Abstract
Ten aanzien van de aansprakelijkheidspositie van organisatoren van evenementen bestaan nog veel onduidelijkheden. Hoe ver reikt de zorgplicht van een organisator en is er een onderscheid voor deelnemers en toeschouwers? Verder speelt bij de beoordeling van de aansprakelijkheid van organisatoren het verzekeringsaspect. Kan een organisator een verzekeringsplicht hebben? Daarnaast is binnen contractuele verhoudingen de problematiek van exoneratieclausules van belang. In hoeverre hebben organisatoren de mogelijkheid om met succes te exonereren voor aansprakelijkheid? Staat de aansprakelijkheid van een organisator vast, dan dient met betrekking tot de omvang van de schadevergoeding ook de eigen verantwoordelijkheid van de deelnemer of toeschouwer in ogenschouw te worden genomen.
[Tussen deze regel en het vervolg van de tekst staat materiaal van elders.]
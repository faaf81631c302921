use serde::{Deserialize, Serialize};
use std::time::SystemTime;

/// Severity of a telemetry event.
#[derive(Debug, Clone, Copy, PartialEq, Eq, PartialOrd, Ord, Serialize, Deserialize)]
pub enum Severity {
    Trace,
    Debug,
    Info,
    Warn,
    Error,
}

/// A single telemetry event as emitted by one producer thread.
///
/// Constructed on the producing thread and moved into the queue whole, so
/// the submit critical section never allocates or formats.
#[derive(Debug, Clone, Serialize, Deserialize)]
pub struct Event {
    /// Identifier of the emitting source (producer slot, subsystem id).
    pub source: u32,
    /// Per-source sequence number, assigned at emission.
    pub seq: u64,
    /// Event time (Unix nanoseconds).
    pub timestamp: u64,
    /// Severity level.
    pub severity: Severity,
    /// Short event name.
    pub name: String,
    /// Optional numeric payload (duration, count, gauge value).
    pub value: Option<f64>,
}

impl Event {
    /// Creates an event stamped with the current time.
    pub fn new(source: u32, seq: u64, severity: Severity, name: impl Into<String>) -> Self {
        let timestamp = SystemTime::now()
            .duration_since(SystemTime::UNIX_EPOCH)
            .map_or(0, |d| d.as_nanos() as u64);

        Self {
            source,
            seq,
            timestamp,
            severity,
            name: name.into(),
            value: None,
        }
    }

    /// Attaches a numeric payload.
    pub fn with_value(mut self, value: f64) -> Self {
        self.value = Some(value);
        self
    }
}

/// A batch of events handed to an exporter after one drain pass.
#[derive(Debug, Default)]
pub struct EventBatch {
    /// All events in this batch, in drain order.
    pub events: Vec<Event>,
    /// When the batch was assembled.
    pub assembled_at: Option<SystemTime>,
}

impl EventBatch {
    /// Creates an empty batch.
    pub fn new() -> Self {
        Self::default()
    }

    /// Adds an event to the batch.
    pub fn add(&mut self, event: Event) {
        if self.assembled_at.is_none() {
            self.assembled_at = Some(SystemTime::now());
        }
        self.events.push(event);
    }

    /// Returns the number of events in the batch.
    pub fn len(&self) -> usize {
        self.events.len()
    }

    /// Returns true if the batch holds no events.
    pub fn is_empty(&self) -> bool {
        self.events.is_empty()
    }

    /// Empties the batch, returning the accumulated events.
    pub fn take(&mut self) -> Vec<Event> {
        self.assembled_at = None;
        std::mem::take(&mut self.events)
    }
}
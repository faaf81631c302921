use event_collector::{
    CollectorConfig, DrainLoop, Event, EventCollector, RecordingExporter, Severity,
};
use dumpq::OverflowPolicy;
use std::sync::Arc;
use std::thread;
use std::time::Duration;

fn fast_config(producers: usize) -> CollectorConfig {
    CollectorConfig {
        queue_capacity: 256,
        max_producers: producers,
        policy: OverflowPolicy::Bounded,
        drain_interval: Duration::from_millis(10),
    }
}

// Multi-threaded runtimes here: the test body blocks in `join` while the
// drain task must keep running, and bounded producers park until it does.
#[tokio::test(flavor = "multi_thread", worker_threads = 2)]
async fn test_end_to_end_multi_producer_export() {
    const PRODUCERS: usize = 4;
    const EVENTS_PER_PRODUCER: u64 = 1000;

    let collector = Arc::new(EventCollector::new(fast_config(PRODUCERS)).unwrap());
    let exporter = Arc::new(RecordingExporter::new());
    let drain_loop = DrainLoop::spawn(&collector, exporter.clone()).unwrap();

    let mut handles = vec![];
    for _ in 0..PRODUCERS {
        let collector = Arc::clone(&collector);
        handles.push(thread::spawn(move || {
            let producer = collector.register().unwrap();
            let source = producer.id() as u32;
            for seq in 0..EVENTS_PER_PRODUCER {
                producer.emit(Event::new(source, seq, Severity::Info, "work_item"));
            }
        }));
    }

    for handle in handles {
        handle.join().unwrap();
    }
    drain_loop.shutdown().await.unwrap();

    // Everything delivered exactly once, per-source FIFO preserved
    assert_eq!(
        exporter.exported_count(),
        PRODUCERS * EVENTS_PER_PRODUCER as usize
    );
    for source in 0..PRODUCERS as u32 {
        let events = exporter.events_from(source);
        assert_eq!(events.len(), EVENTS_PER_PRODUCER as usize);
        for (i, event) in events.iter().enumerate() {
            assert_eq!(event.seq, i as u64, "source {source} out of order");
        }
    }
}

#[tokio::test(flavor = "multi_thread", worker_threads = 2)]
async fn test_bounded_producers_survive_slow_drain() {
    // Tiny queues with a bounded policy: producers must park and resume
    // rather than lose events.
    let config = CollectorConfig {
        queue_capacity: 8,
        max_producers: 2,
        policy: OverflowPolicy::Bounded,
        drain_interval: Duration::from_millis(5),
    };
    let collector = Arc::new(EventCollector::new(config).unwrap());
    let exporter = Arc::new(RecordingExporter::new());
    let drain_loop = DrainLoop::spawn(&collector, exporter.clone()).unwrap();

    let mut handles = vec![];
    for _ in 0..2 {
        let collector = Arc::clone(&collector);
        handles.push(thread::spawn(move || {
            let producer = collector.register().unwrap();
            let source = producer.id() as u32;
            for seq in 0..500u64 {
                producer.emit(Event::new(source, seq, Severity::Debug, "burst"));
            }
        }));
    }

    for handle in handles {
        handle.join().unwrap();
    }
    drain_loop.shutdown().await.unwrap();

    assert_eq!(exporter.exported_count(), 1000);
    assert_eq!(collector.queue_metrics().overwritten, 0);
}

#[tokio::test]
async fn test_overwrite_producers_never_park() {
    let config = CollectorConfig {
        queue_capacity: 16,
        max_producers: 1,
        policy: OverflowPolicy::Overwrite,
        // Effectively no periodic drain during the emit burst
        drain_interval: Duration::from_secs(3600),
    };
    let collector = Arc::new(EventCollector::new(config).unwrap());
    let exporter = Arc::new(RecordingExporter::new());
    let drain_loop = DrainLoop::spawn(&collector, exporter.clone()).unwrap();

    let producer = collector.register().unwrap();
    for seq in 0..10_000u64 {
        producer.emit(Event::new(0, seq, Severity::Trace, "flood"));
    }

    drain_loop.shutdown().await.unwrap();

    // Only the newest events survive; no producer stalls were recorded
    let events = exporter.events_from(0);
    assert_eq!(events.len(), 16);
    assert_eq!(events.last().unwrap().seq, 9_999);
    assert_eq!(collector.queue_metrics().full_stalls, 0);
    assert_eq!(
        collector.queue_metrics().overwritten,
        10_000 - 16
    );
}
De vraag is daarbij in hoeverre een deelnemer of toeschouwer zelf een verwijt kan worden gemaakt voor het ontstaan van de schade en welke omstandigheden in hun risicosfeer liggen. De onderzoeksvraag die centraal staat in deze scriptie luidt als volgt:Onder welke juridische voorwaarden is een organisator jegens een deelnemer of toeschouwer civielrechtelijk aansprakelijk voor schade als gevolg van ongevallen tijdens een (sport)evenement?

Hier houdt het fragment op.